A fake Windows optimization software has been let loose on the Internet. And it is going by the name “Windows-TuneUp”. And why are we telling you about this? Read on.
Windows-TuneUp is a free software that claims to speed up slow computers. But in reality, it is a fake program used by attackers to hide a ransomware called ‘Karma‘. Once installed, Karma scans the user’s computer and begins encrypting all possible file types stored on it. The files that get encrypted are renamed with the extension .karma and this is followed by the display of the ransom note.
How does Karma Ransomware get into your computer?
This incident is associated with a certain pay-per-install (money is generated for every install) software monetization company. If you download a free program that is monetized by this company, you will be greeted by an offer for a free program that claims to optimize your slow computer. This very program is Windows-TuneUp a.k.a the Karma ransomware.

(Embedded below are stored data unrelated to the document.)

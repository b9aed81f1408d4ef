//! Loading and preparing labelled datasets.
//!
//! A dataset is a header-less CSV file where every line holds a fixed number of numeric
//! features followed by an integer class label.

use std::{fs::File, io, ops::RangeInclusive, path::Path};

use tracing::debug;

use crate::{Error, Labels, Result, Samples};

/// Reads a dataset from a CSV file. See [`read_csv`].
pub fn load_csv(path: impl AsRef<Path>, n_features: usize) -> Result<(Samples, Labels)> {
    let path = path.as_ref();
    let file = File::open(path).map_err(csv::Error::from)?;
    let (samples, labels) = read_csv(file, n_features)?;
    debug!(path = %path.display(), n_samples = samples.len(), n_features, "loaded dataset");
    Ok((samples, labels))
}

/// Reads `n_features` leading fields of every record as features and the next one as the
/// label. Fields after the label are ignored.
///
/// Fails on the first record that is too short or holds a value that does not parse.
pub fn read_csv(reader: impl io::Read, n_features: usize) -> Result<(Samples, Labels)> {
    let mut reader = csv::ReaderBuilder::new()
        .has_headers(false)
        .flexible(true)
        .trim(csv::Trim::All)
        .from_reader(reader);
    let mut samples = Samples::new();
    let mut labels = Labels::new();
    for record in reader.records() {
        let record = record?;
        let line = record.position().map_or(0, |position| position.line());
        if record.len() <= n_features {
            return Err(Error::MalformedData(format!(
                "line {line}: expected at least {} fields, found {}",
                n_features + 1,
                record.len()
            )));
        }
        let sample = record
            .iter()
            .take(n_features)
            .map(|field| {
                field.parse::<f32>().map_err(|_| {
                    Error::MalformedData(format!("line {line}: invalid feature {field:?}"))
                })
            })
            .collect::<Result<_>>()?;
        samples.push(sample);
        labels.push(parse_label(&record[n_features], line)?);
    }
    Ok((samples, labels))
}

/// Labels are usually written as integers, but `2.0` is accepted as well.
fn parse_label(field: &str, line: u64) -> Result<usize> {
    if let Ok(label) = field.parse::<usize>() {
        return Ok(label);
    }
    match field.parse::<f32>() {
        // `usize::MAX as f32` rounds up to 2^64, which itself does not fit.
        Ok(x) if x >= 0.0 && x.fract() == 0.0 && x < usize::MAX as f32 => Ok(x as usize),
        _ => Err(Error::MalformedData(format!(
            "line {line}: invalid label {field:?}"
        ))),
    }
}

/// Number of classes implied by `labels`: the highest label plus one.
pub fn n_classes(labels: &[usize]) -> Result<usize> {
    let Some(&max) = labels.iter().max() else {
        return Err(Error::InvalidInput(
            "cannot infer the number of classes of an empty dataset".to_owned(),
        ));
    };
    max.checked_add(1)
        .ok_or_else(|| Error::InvalidInput(format!("label {max} too high")))
}

/// Min-max normalization of every column into `range`.
///
/// A column holding a single distinct value maps to the start of `range`.
pub fn normalize(samples: &mut [Vec<f32>], range: RangeInclusive<f32>) -> Result<()> {
    let Some(n_columns) = samples.first().map(Vec::len) else {
        return Ok(());
    };
    if let Some(row) = samples.iter().find(|row| row.len() != n_columns) {
        return Err(Error::dimension_mismatch("row length", n_columns, row.len()));
    }

    let mut min = vec![f32::INFINITY; n_columns];
    let mut max = vec![f32::NEG_INFINITY; n_columns];
    for row in samples.iter() {
        for (c, &x) in row.iter().enumerate() {
            min[c] = min[c].min(x);
            max[c] = max[c].max(x);
        }
    }

    let (a, b) = range.into_inner();
    for row in samples.iter_mut() {
        for (c, x) in row.iter_mut().enumerate() {
            let span = max[c] - min[c];
            *x = match span > 0.0 {
                true => a + (b - a) * (*x - min[c]) / span,
                false => a,
            };
        }
    }
    Ok(())
}

#[cfg(test)]
mod tests {
    use approx::assert_abs_diff_eq;

    use super::*;

    #[test]
    fn reads_features_then_label() {
        let data = "5.1,3.5,1.4,0.2,0\n7.0, 3.2, 4.7, 1.4, 1\n\n6.3,3.3,6.0,2.5,2.0\n";
        let (samples, labels) = read_csv(data.as_bytes(), 4).unwrap();
        assert_eq!(samples.len(), 3);
        assert_eq!(samples[1], vec![7.0, 3.2, 4.7, 1.4]);
        assert_eq!(labels, vec![0, 1, 2]);
    }

    #[test]
    fn extra_fields_are_ignored() {
        let (samples, labels) = read_csv("1,2,3,extra\n".as_bytes(), 2).unwrap();
        assert_eq!(samples, vec![vec![1.0, 2.0]]);
        assert_eq!(labels, vec![3]);
    }

    #[test]
    fn short_line_fails_whole_load() {
        let data = "1,2,0\n1,2\n3,4,1\n";
        match read_csv(data.as_bytes(), 2) {
            Err(Error::MalformedData(reason)) => assert!(reason.contains("line 2"), "{reason}"),
            other => panic!("unexpected {other:?}"),
        }
    }

    #[test]
    fn bad_values_fail() {
        assert!(matches!(
            read_csv("1,x,0\n".as_bytes(), 2),
            Err(Error::MalformedData(_))
        ));
        assert!(matches!(
            read_csv("1,2,-1\n".as_bytes(), 2),
            Err(Error::MalformedData(_))
        ));
        assert!(matches!(
            read_csv("1,2,0.5\n".as_bytes(), 2),
            Err(Error::MalformedData(_))
        ));
    }

    #[test]
    fn huge_labels_are_rejected() {
        for label in ["1e30", "18446744073709551616.0", "inf"] {
            let data = format!("0.1,0.2,0\n0.5,0.6,{label}\n");
            match read_csv(data.as_bytes(), 2) {
                Err(Error::MalformedData(reason)) => assert!(reason.contains("line 2"), "{reason}"),
                other => panic!("{label}: unexpected {other:?}"),
            }
        }
        let (_, labels) = read_csv("0.1,0.2,1e3\n".as_bytes(), 2).unwrap();
        assert_eq!(labels, vec![1000]);
    }

    #[test]
    fn n_classes_is_highest_label_plus_one() {
        assert_eq!(n_classes(&[0, 2, 1]).unwrap(), 3);
        assert_eq!(n_classes(&[0]).unwrap(), 1);
        assert!(matches!(n_classes(&[]), Err(Error::InvalidInput(_))));

        // An integer label parses to `usize::MAX` without complaint.
        let (_, labels) = read_csv("0.1,0.2,18446744073709551615\n".as_bytes(), 2).unwrap();
        assert_eq!(labels, vec![usize::MAX]);
        assert!(matches!(n_classes(&labels), Err(Error::InvalidInput(_))));
    }

    #[test]
    fn missing_file_is_an_error() {
        assert!(matches!(
            load_csv("/nonexistent/dataset.csv", 4),
            Err(Error::Csv(_))
        ));
    }

    #[test]
    fn normalize_rescales_columns() {
        let mut samples = vec![vec![1.0, -4.0], vec![3.0, 0.0], vec![2.0, -2.0]];
        normalize(&mut samples, 0.0..=1.0).unwrap();
        assert_eq!(samples, vec![vec![0.0, 0.0], vec![1.0, 1.0], vec![0.5, 0.5]]);

        normalize(&mut samples, -1.0..=1.0).unwrap();
        assert_abs_diff_eq!(samples[0][0], -1.0);
        assert_abs_diff_eq!(samples[1][1], 1.0);
        assert_abs_diff_eq!(samples[2][0], 0.0);
    }

    #[test]
    fn constant_column_maps_to_range_start() {
        let mut samples = vec![vec![5.0, 1.0], vec![5.0, 2.0]];
        normalize(&mut samples, 0.25..=1.0).unwrap();
        assert_eq!(samples, vec![vec![0.25, 0.25], vec![0.25, 1.0]]);
    }

    #[test]
    fn normalize_edge_cases() {
        let mut empty: Vec<Vec<f32>> = Vec::new();
        normalize(&mut empty, 0.0..=1.0).unwrap();
        let mut ragged = vec![vec![1.0, 2.0], vec![1.0]];
        assert!(matches!(
            normalize(&mut ragged, 0.0..=1.0),
            Err(Error::DimensionMismatch(_))
        ));
    }
}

Reportedly, once installed, the program displays a window showing fake performance stats and pretends to optimize the system. It even has a website that looks genuine. And while an unsuspecting user is trying the tool or checking out the website, the ransomware is silently encrypting the files. It is not until the ransom note is flashed does the realization dawn that something is wrong. It’s too late by then!
So, what now?
Every malware works according to certain commands received from a server which is controlled by the attacker. This server is called command and control (C&C) server. The good news, in this case, is the C&C server of Karma is not active anymore. This means, even if anyone downloads this ransomware, they won’t be affected.
However, the lesson to be learned here is…

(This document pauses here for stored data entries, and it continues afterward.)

use std::{path::PathBuf, process::ExitCode};

use clap::{Parser, ValueEnum};
use perceptron::{
    DynActivationFunction, DynLossFunction, NeuralNetwork, Result, Topology, Vector,
    activation_functions, dataset, loss_functions,
};
use rand::{SeedableRng, rngs::StdRng};
use tracing::{debug, error, info, warn};
use tracing_subscriber::EnvFilter;

/// Train a multi-layer perceptron classifier on a CSV dataset.
#[derive(Debug, Parser)]
#[command(version)]
struct Args {
    /// Header-less CSV file, every line holding the features followed by a class label.
    data: PathBuf,

    /// Number of leading feature columns.
    #[arg(long, default_value_t = 4)]
    features: usize,

    /// Widths of the hidden layers.
    #[arg(long, value_delimiter = ',', default_values_t = [6, 6, 6])]
    hidden: Vec<usize>,

    /// Number of classes. Defaults to the highest label plus one.
    #[arg(long)]
    classes: Option<usize>,

    #[arg(long, value_enum, default_value_t = Activation::Sigmoid)]
    activation: Activation,

    #[arg(long, value_enum, default_value_t = Loss::Error)]
    loss: Loss,

    /// Learning rate.
    #[arg(long, default_value_t = 0.02)]
    eta: f32,

    /// Maximum number of epochs. Training stops early once every sample is classified
    /// correctly.
    #[arg(long, default_value_t = 25_000)]
    epochs: usize,

    /// Lower bound of the normalized feature range.
    #[arg(long, default_value_t = 0.0, allow_negative_numbers = true)]
    min: f32,

    /// Upper bound of the normalized feature range.
    #[arg(long, default_value_t = 1.0, allow_negative_numbers = true)]
    max: f32,

    /// Seed for weight initialization. Random if not given.
    #[arg(long)]
    seed: Option<u64>,

    /// Log per-epoch progress and the trained parameters.
    #[arg(short, long)]
    verbose: bool,
}

#[derive(Debug, Clone, Copy, ValueEnum)]
enum Activation {
    Sigmoid,
    Tanh,
    Relu,
    Identity,
}

impl Activation {
    fn function(self) -> DynActivationFunction {
        match self {
            Self::Sigmoid => DynActivationFunction::new(activation_functions::Sigmoid),
            Self::Tanh => DynActivationFunction::new(activation_functions::Tanh),
            Self::Relu => DynActivationFunction::new(activation_functions::Relu),
            Self::Identity => DynActivationFunction::new(activation_functions::Identity),
        }
    }
}

#[derive(Debug, Clone, Copy, ValueEnum)]
enum Loss {
    Error,
    Absolute,
    Mse,
}

impl Loss {
    fn function(self) -> DynLossFunction {
        match self {
            Self::Error => DynLossFunction::new(loss_functions::ErrorLoss),
            Self::Absolute => DynLossFunction::new(loss_functions::AbsoluteLoss),
            Self::Mse => DynLossFunction::new(loss_functions::MseLoss),
        }
    }
}

fn run(args: Args) -> Result<()> {
    let (mut samples, labels) = dataset::load_csv(&args.data, args.features)?;
    dataset::normalize(&mut samples, args.min..=args.max)?;

    let n_classes = match args.classes {
        Some(n_classes) => n_classes,
        None => dataset::n_classes(&labels)?,
    };
    let mut dimensions = Vec::with_capacity(args.hidden.len() + 2);
    dimensions.push(args.features);
    dimensions.extend_from_slice(&args.hidden);
    dimensions.push(n_classes);
    let topology = Topology::new(dimensions)?.with_dyn_activation(args.activation.function());

    let mut rng = match args.seed {
        Some(seed) => StdRng::seed_from_u64(seed),
        None => StdRng::from_os_rng(),
    };
    let mut nn = NeuralNetwork::new(topology, &mut rng)?
        .with_dyn_loss(args.loss.function())
        .with_eta(args.eta);

    info!(
        samples = samples.len(),
        classes = n_classes,
        loss = nn.loss_mean(&samples, &labels)?,
        "untrained"
    );

    let mut epoch = 0usize;
    let epochs = nn.train_with(&samples, &labels, args.epochs, |nn: &mut NeuralNetwork| {
        epoch += 1;
        report_epoch(nn, &samples, &labels, epoch)
    })?;

    info!(epochs, loss = nn.loss_mean(&samples, &labels)?, "trained");
    let results = nn.test(&samples, &labels)?;
    info!("final accuracy: {results}");

    for i_layer in 0..nn.n_layers() {
        if let Some(layer) = nn.pretty_print_layer(i_layer) {
            debug!("layer #{i_layer}\n{layer}");
        }
    }
    Ok(())
}

/// Logs accuracy and loss after an epoch. Returns `true` once training should stop, either
/// because every sample is classified correctly or because the network cannot be evaluated.
fn report_epoch(
    nn: &mut NeuralNetwork,
    samples: &[Vector],
    labels: &[usize],
    epoch: usize,
) -> bool {
    let results = match nn.test(samples, labels) {
        Ok(results) => results,
        Err(err) => {
            warn!("stopping, could not evaluate the network: {err}");
            return true;
        }
    };
    let loss = match nn.loss_mean(samples, labels) {
        Ok(loss) => loss,
        Err(err) => {
            warn!("stopping, could not compute the loss: {err}");
            return true;
        }
    };
    debug!(epoch, accuracy = results.accuracy, loss, "epoch");
    results.accuracy >= 1.0
}

fn main() -> ExitCode {
    let args = Args::parse();
    let default_filter = match args.verbose {
        true => "debug",
        false => "info",
    };
    tracing_subscriber::fmt()
        .with_env_filter(
            EnvFilter::try_from_default_env().unwrap_or_else(|_| EnvFilter::new(default_filter)),
        )
        .init();

    match run(args) {
        Ok(()) => ExitCode::SUCCESS,
        Err(err) => {
            error!("{err}");
            ExitCode::FAILURE
        }
    }
}
//! Fully connected feed-forward neural networks, trained with back propagation.

pub use faer;

mod activation;
mod error;
mod layer;
mod loss;
mod nn;
mod pretty_print;

pub mod dataset;

pub use activation::*;
pub use error::*;
pub use layer::*;
pub use loss::*;
pub use nn::*;
pub use pretty_print::*;

/// A single sample, or any other dense vector of floats.
pub type Vector = Vec<f32>;
/// Samples of a dataset, in dataset order.
pub type Samples = Vec<Vector>;
/// Class labels, parallel to [`Samples`].
pub type Labels = Vec<usize>;
//! Per-repository outcome types.

use crate::pipeline::Stage;
use crate::repository::RepoKey;

/// What happened to a single repository during one cycle.
#[derive(Debug, Clone, PartialEq, Eq)]
pub enum RepoOutcome {
    /// The cache validator matched; nothing new.
    Unchanged {
        /// Repository key.
        repository: RepoKey,
    },

    /// Events arrived but none of them asked for an update.
    Observed {
        /// Repository key.
        repository: RepoKey,
        /// Number of events received.
        events: usize,
    },

    /// The update pipeline completed.
    Updated {
        /// Repository key.
        repository: RepoKey,
        /// Event that triggered the update.
        event_id: String,
        /// Service that was restarted.
        service: String,
    },

    /// Dry run: an update would have run.
    WouldUpdate {
        /// Repository key.
        repository: RepoKey,
        /// Event that would have triggered the update.
        event_id: String,
    },

    /// The update pipeline stopped at a failing stage.
    UpdateFailed {
        /// Repository key.
        repository: RepoKey,
        /// Stage that failed.
        stage: Stage,
        /// Error message.
        error: String,
    },

    /// Polling failed.
    PollFailed {
        /// Repository key.
        repository: RepoKey,
        /// Error message.
        error: String,
    },

    /// The repository was not processed.
    Skipped {
        /// Repository key.
        repository: RepoKey,
        /// Reason for skipping.
        reason: String,
    },
}

impl RepoOutcome {
    /// Key of the repository this outcome belongs to.
    pub fn repository(&self) -> &RepoKey {
        match self {
            Self::Unchanged { repository }
            | Self::Observed { repository, .. }
            | Self::Updated { repository, .. }
            | Self::WouldUpdate { repository, .. }
            | Self::UpdateFailed { repository, .. }
            | Self::PollFailed { repository, .. }
            | Self::Skipped { repository, .. } => repository,
        }
    }
}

Karma was not the first ransomware to have been spread in the guise of a free software and it won’t be the last. For all you know, attackers might be crafting other such ransomware as you read this post.
So, we need to be prepared, all the time.

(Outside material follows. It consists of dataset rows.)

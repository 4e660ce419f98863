//! Update pipeline run after a qualifying push.
//!
//! The pipeline:
//! 1. Pulls the latest code into the working copy
//! 2. Refreshes dependencies in the repository's own environment, if it has a
//!    dependency manifest
//! 3. Restarts the service named after the working copy's directory
//!
//! Each step only runs if the previous one succeeded. Completed steps are not
//! rolled back when a later one fails.

mod command;
mod error;

pub use command::{CommandOutcome, CommandRunner, CommandSpec, TokioCommandRunner};
pub use error::{PipelineError, Stage};

use crate::repository::MonitoredRepository;
use std::path::PathBuf;
use tracing::{info, info_span, Instrument};

/// Settings for [`UpdatePipeline`].
#[derive(Debug, Clone, PartialEq, Eq)]
pub struct PipelineSettings {
    /// Dependency manifest looked up in the working copy.
    pub dependency_manifest: String,
    /// Installation root of the repository's environment, relative to the working copy.
    pub environment_dir: PathBuf,
    /// Restart program and leading arguments; the service name is appended.
    pub restart_command: Vec<String>,
}

impl Default for PipelineSettings {
    fn default() -> Self {
        Self {
            dependency_manifest: "requirements.txt".to_string(),
            environment_dir: PathBuf::from(".venv"),
            restart_command: vec!["systemctl".to_string(), "restart".to_string()],
        }
    }
}

/// Summary of a completed pipeline run.
#[derive(Debug, Clone, PartialEq, Eq)]
pub struct PipelineReport {
    /// Stages that ran, in order.
    pub stages: Vec<Stage>,
    /// Service that was restarted.
    pub service: String,
}

/// Runs the pull / dependency refresh / restart sequence for a repository.
#[derive(Debug, Clone)]
pub struct UpdatePipeline<C> {
    runner: C,
    settings: PipelineSettings,
}

impl<C: CommandRunner> UpdatePipeline<C> {
    /// Creates a pipeline that runs commands through `runner`.
    pub fn new(runner: C, settings: PipelineSettings) -> Self {
        Self { runner, settings }
    }

    /// Returns the command runner.
    pub fn runner(&self) -> &C {
        &self.runner
    }

    /// Service name for a repository: its working copy's directory name.
    pub fn service_name(repository: &MonitoredRepository) -> String {
        repository.directory_name().to_string()
    }

    /// Runs the pipeline for `repository`.
    ///
    /// # Errors
    ///
    /// Returns [`PipelineError`] tagged with the first stage that failed.
    pub async fn apply(
        &self,
        repository: &MonitoredRepository,
    ) -> Result<PipelineReport, PipelineError> {
        let span = info_span!("update", repo = %repository.key);

        async {
            let mut stages = Vec::with_capacity(3);

            self.run_stage(Stage::Sync, self.sync_command(repository))
                .await?;
            stages.push(Stage::Sync);

            if let Some(command) = self.dependency_command(repository) {
                self.run_stage(Stage::Dependencies, command).await?;
                stages.push(Stage::Dependencies);
            } else {
                info!(
                    manifest = %self.settings.dependency_manifest,
                    "No dependency manifest, skipping refresh"
                );
            }

            let service = Self::service_name(repository);
            self.run_stage(Stage::Restart, self.restart_command(repository, &service))
                .await?;
            stages.push(Stage::Restart);

            info!(service = %service, "Update complete");
            Ok(PipelineReport { stages, service })
        }
        .instrument(span)
        .await
    }

    fn sync_command(&self, repository: &MonitoredRepository) -> CommandSpec {
        CommandSpec::new("git", ["pull"], &repository.path)
    }

    fn dependency_command(&self, repository: &MonitoredRepository) -> Option<CommandSpec> {
        let manifest = repository.path.join(&self.settings.dependency_manifest);
        if !manifest.is_file() {
            return None;
        }

        let installer = repository
            .path
            .join(&self.settings.environment_dir)
            .join("bin")
            .join("pip");
        Some(CommandSpec::new(
            installer,
            ["install", "-r", self.settings.dependency_manifest.as_str()],
            &repository.path,
        ))
    }

    fn restart_command(&self, repository: &MonitoredRepository, service: &str) -> CommandSpec {
        let (program, leading) = match self.settings.restart_command.split_first() {
            Some((program, leading)) => (program.as_str(), leading),
            None => ("systemctl", &[][..]),
        };
        let args = leading
            .iter()
            .map(String::as_str)
            .chain(std::iter::once(service));
        CommandSpec::new(program, args, &repository.path)
    }

    async fn run_stage(&self, stage: Stage, command: CommandSpec) -> Result<(), PipelineError> {
        info!(stage = %stage, command = %command, "Running stage");

        let outcome =
            self.runner
                .run(&command)
                .await
                .map_err(|source| PipelineError::SpawnFailed {
                    stage,
                    command: command.to_string(),
                    source,
                })?;

        if !outcome.succeeded() {
            return Err(PipelineError::CommandFailed {
                stage,
                command: command.to_string(),
                exit_code: outcome.exit_code,
                stderr: outcome.stderr,
            });
        }

        Ok(())
    }
}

• Avoid downloading free software from shady, unknown or less reputable websites.
• If you are taking the risk of downloading a free software, double check on its safety: Google for its reviews and check if its publisher is verified or not (very important!).
• Before downloading any software, check if it is asking you to install any additional software. Mostly, it is these software that are malicious or potentially harmful.
• Invest in an antivirus software that prevents harmful programs from getting installed on your computer.